Plaintiff fails to state an Eighth Amendment claim against Defendant Gibson. Plaintiff alleges that Defendant Gibson responded to Plaintiff's inmate grievances by telling Plaintiff to submit a call slip regarding his medical care. Plaintiff fails to allege other facts which demonstrate that Defendant Gibson acted with deliberate indifference. See Farmer, 511 U.S. at 844 ("[P]rison officials who actually knew of a substantial risk to inmate health or safety may be found free from liability if they responded reasonably to the risk, even if the harm ultimately was not averted.").
Plaintiff names Defendant medical doctor David, but fails to link Defendant David to any act that would demonstrate a violation of Plaintiff's constitutional or federal rights. Long v. County of Los Angeles, 442 F.3d 1178, 1185 (9th Cir. 2006) ("To state a claim under § 1983, a plaintiff must allege two essential elements: (1) that a right secured by the Constitution or laws of the United States was violated, and (2) that the alleged violation was committed by a person acting under the color of State law.").

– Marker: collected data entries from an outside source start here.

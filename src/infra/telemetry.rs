use std::sync::Once;

use metrics::{Unit, describe_counter, describe_histogram};
use tracing_error::ErrorLayer;
use tracing_subscriber::{
    EnvFilter, fmt,
    layer::{Layer, SubscriberExt},
    util::SubscriberInitExt,
};

use crate::config::{LogFormat, LoggingSettings};

use super::error::InfraError;

static METRIC_DESCRIPTIONS: Once = Once::new();

/// Install a global tracing subscriber using the provided logging settings.
pub fn init(logging: &LoggingSettings) -> Result<(), InfraError> {
    describe_metrics();

    let env_filter = EnvFilter::builder()
        .with_default_directive(logging.level.into())
        .from_env_lossy();

    let fmt_layer = match logging.format {
        LogFormat::Json => fmt::layer()
            .json()
            .with_current_span(true)
            .with_span_list(true)
            .with_target(true)
            .boxed(),
        LogFormat::Compact => fmt::layer().compact().with_target(true).boxed(),
    };

    tracing_subscriber::registry()
        .with(env_filter)
        .with(ErrorLayer::default())
        .with(fmt_layer)
        .try_init()
        .map_err(|err| {
            InfraError::telemetry(format!("failed to install tracing subscriber: {err}"))
        })
}

fn describe_metrics() {
    METRIC_DESCRIPTIONS.call_once(|| {
        describe_counter!(
            "sortera_http_requests_total",
            Unit::Count,
            "Total number of handled HTTP requests."
        );
        describe_counter!(
            "sortera_http_failures_total",
            Unit::Count,
            "Total number of HTTP responses with a 4xx or 5xx status."
        );
        describe_histogram!(
            "sortera_http_request_ms",
            Unit::Milliseconds,
            "Request handling latency in milliseconds."
        );
        describe_counter!(
            "sortera_cache_hit_total",
            Unit::Count,
            "Total number of response-cache hits."
        );
        describe_counter!(
            "sortera_cache_miss_total",
            Unit::Count,
            "Total number of response-cache misses."
        );
        describe_counter!(
            "sortera_cache_store_total",
            Unit::Count,
            "Total number of responses stored in the cache."
        );
    });
}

Plaintiff's allegations regarding lack of referral to an orthopedic doctor or pain specialist is not sufficient to state a claim as to the subjective prong. Plaintiff alleges at most a difference of opinion between the physician and a prisoner concerning the appropriate course of treatment, which is not sufficient to state an Eighth Amendment claim for deliberate indifference to a serious medical need. Toguchi, 391 F.3d at 1058.

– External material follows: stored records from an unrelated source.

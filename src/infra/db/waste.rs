use async_trait::async_trait;
use sqlx::{Postgres, QueryBuilder};

use crate::{
    application::repos::{RepoError, WasteItemsRepo, WasteQueryFilter, WasteTypesRepo},
    domain::entities::{WasteItemWithType, WasteTypeRecord},
};

use super::{PostgresRepositories, ilike_pattern, map_sqlx_error};

#[derive(sqlx::FromRow)]
struct WasteTypeRow {
    id: i64,
    name: String,
}

impl From<WasteTypeRow> for WasteTypeRecord {
    fn from(row: WasteTypeRow) -> Self {
        Self {
            id: row.id,
            name: row.name,
        }
    }
}

/// One joined row: item columns plus the category name.
#[derive(sqlx::FromRow)]
struct WasteItemRow {
    id: i64,
    name: String,
    description: Option<String>,
    waste_type_id: i64,
    waste_type_name: String,
}

impl From<WasteItemRow> for WasteItemWithType {
    fn from(row: WasteItemRow) -> Self {
        Self {
            id: row.id,
            name: row.name,
            description: row.description,
            waste_type_id: row.waste_type_id,
            waste_type: WasteTypeRecord {
                id: row.waste_type_id,
                name: row.waste_type_name,
            },
        }
    }
}

#[async_trait]
impl WasteTypesRepo for PostgresRepositories {
    async fn list_types(&self) -> Result<Vec<WasteTypeRecord>, RepoError> {
        let rows = sqlx::query_as::<_, WasteTypeRow>(
            "SELECT id, name FROM waste_types ORDER BY LOWER(name), id",
        )
        .fetch_all(self.pool())
        .await
        .map_err(map_sqlx_error)?;

        Ok(rows.into_iter().map(WasteTypeRecord::from).collect())
    }
}

#[async_trait]
impl WasteItemsRepo for PostgresRepositories {
    async fn list_for_type(&self, type_id: i64) -> Result<Vec<WasteItemWithType>, RepoError> {
        let rows = sqlx::query_as::<_, WasteItemRow>(
            "SELECT w.id, w.name, w.description, w.waste_type_id, t.name AS waste_type_name \
             FROM waste_items w \
             INNER JOIN waste_types t ON t.id = w.waste_type_id \
             WHERE w.waste_type_id = $1 \
             ORDER BY LOWER(w.name), w.id",
        )
        .bind(type_id)
        .fetch_all(self.pool())
        .await
        .map_err(map_sqlx_error)?;

        Ok(rows.into_iter().map(WasteItemWithType::from).collect())
    }

    async fn list_page(
        &self,
        filter: &WasteQueryFilter,
        skip: i64,
        take: i64,
    ) -> Result<Vec<WasteItemWithType>, RepoError> {
        let mut qb = QueryBuilder::new(
            "SELECT w.id, w.name, w.description, w.waste_type_id, t.name AS waste_type_name \
             FROM waste_items w \
             INNER JOIN waste_types t ON t.id = w.waste_type_id \
             WHERE 1=1 ",
        );

        Self::apply_waste_filter(&mut qb, filter);

        qb.push(" ORDER BY LOWER(w.name), w.id ");
        qb.push(" LIMIT ");
        qb.push_bind(take);
        qb.push(" OFFSET ");
        qb.push_bind(skip);

        let rows = qb
            .build_query_as::<WasteItemRow>()
            .fetch_all(self.pool())
            .await
            .map_err(map_sqlx_error)?;

        Ok(rows.into_iter().map(WasteItemWithType::from).collect())
    }

    async fn count(&self, filter: &WasteQueryFilter) -> Result<u64, RepoError> {
        let mut qb = QueryBuilder::new("SELECT COUNT(*) FROM waste_items w WHERE 1=1 ");

        Self::apply_waste_filter(&mut qb, filter);

        let count: i64 = qb
            .build_query_scalar()
            .fetch_one(self.pool())
            .await
            .map_err(map_sqlx_error)?;

        Self::convert_count(count)
    }

    async fn search_by_name(
        &self,
        name: &str,
        take: i64,
    ) -> Result<Vec<WasteItemWithType>, RepoError> {
        let rows = sqlx::query_as::<_, WasteItemRow>(
            "SELECT w.id, w.name, w.description, w.waste_type_id, t.name AS waste_type_name \
             FROM waste_items w \
             INNER JOIN waste_types t ON t.id = w.waste_type_id \
             WHERE w.name ILIKE $1 \
             ORDER BY LOWER(w.name), w.id \
             LIMIT $2",
        )
        .bind(ilike_pattern(name))
        .bind(take)
        .fetch_all(self.pool())
        .await
        .map_err(map_sqlx_error)?;

        Ok(rows.into_iter().map(WasteItemWithType::from).collect())
    }
}

impl PostgresRepositories {
    fn apply_waste_filter<'q>(qb: &mut QueryBuilder<'q, Postgres>, filter: &'q WasteQueryFilter) {
        if let Some(search) = filter.search.as_ref() {
            qb.push(" AND w.name ILIKE ");
            qb.push_bind(ilike_pattern(search));
            qb.push(" ");
        }
    }
}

Plaintiff's allegations regarding being charged fees for medical services does not violate the Eighth Amendment. See Shapley v. Nev. Bd. of State Prison Comm'rs, 766 F.2d 404, 408 (9th Cir. 1985) (per curiam) (no Eighth Amendment violation when charging prisoners for medical services unless it prevents prisoners from receiving medical care).
B. Supervisory Liability
Plaintiff names Defendants Mark Pazin, head sheriff of the Merced County Sheriff's Department, the County of Merced Board of Supervisors, and Merced County Jail Sheriff's Department. The term "supervisory liability," loosely and commonly used by both courts and litigants alike, is a misnomer. Iqbal, 556 U.S. at 677. "Government officials may not be held liable for the unconstitutional conduct of their subordinates under a theory of respondeat superior." Id. at 676. Rather, each government official, regardless of his or her title, is only liable for his or her own misconduct. Id. When the named defendant holds a supervisory position, the causal link between the defendant and the claimed constitutional violation must be specifically alleged. See Fayle v. Stapley, 607 F.2d 858, 862 (9th Cir. 1979); Mosher v. Saalfeld, 589 F.2d 438, 441 (9th Cir. 1978). To state a claim for relief under § 1983 for supervisory liability, plaintiff must allege some facts indicating that the defendant either: personally participated in the alleged deprivation of constitutional rights; knew of the violations and failed to act to prevent them; or promulgated or "implemented a policy so deficient that the policy 'itself is a repudiation of constitutional rights' and is 'the moving force of the constitutional violation.'" Hansen v. Black, 885 F.2d 642, 646 (9th Cir. 1989) (internal citations omitted); Taylor v. List, 880 F.2d 1040, 1045 (9th Cir. 1989).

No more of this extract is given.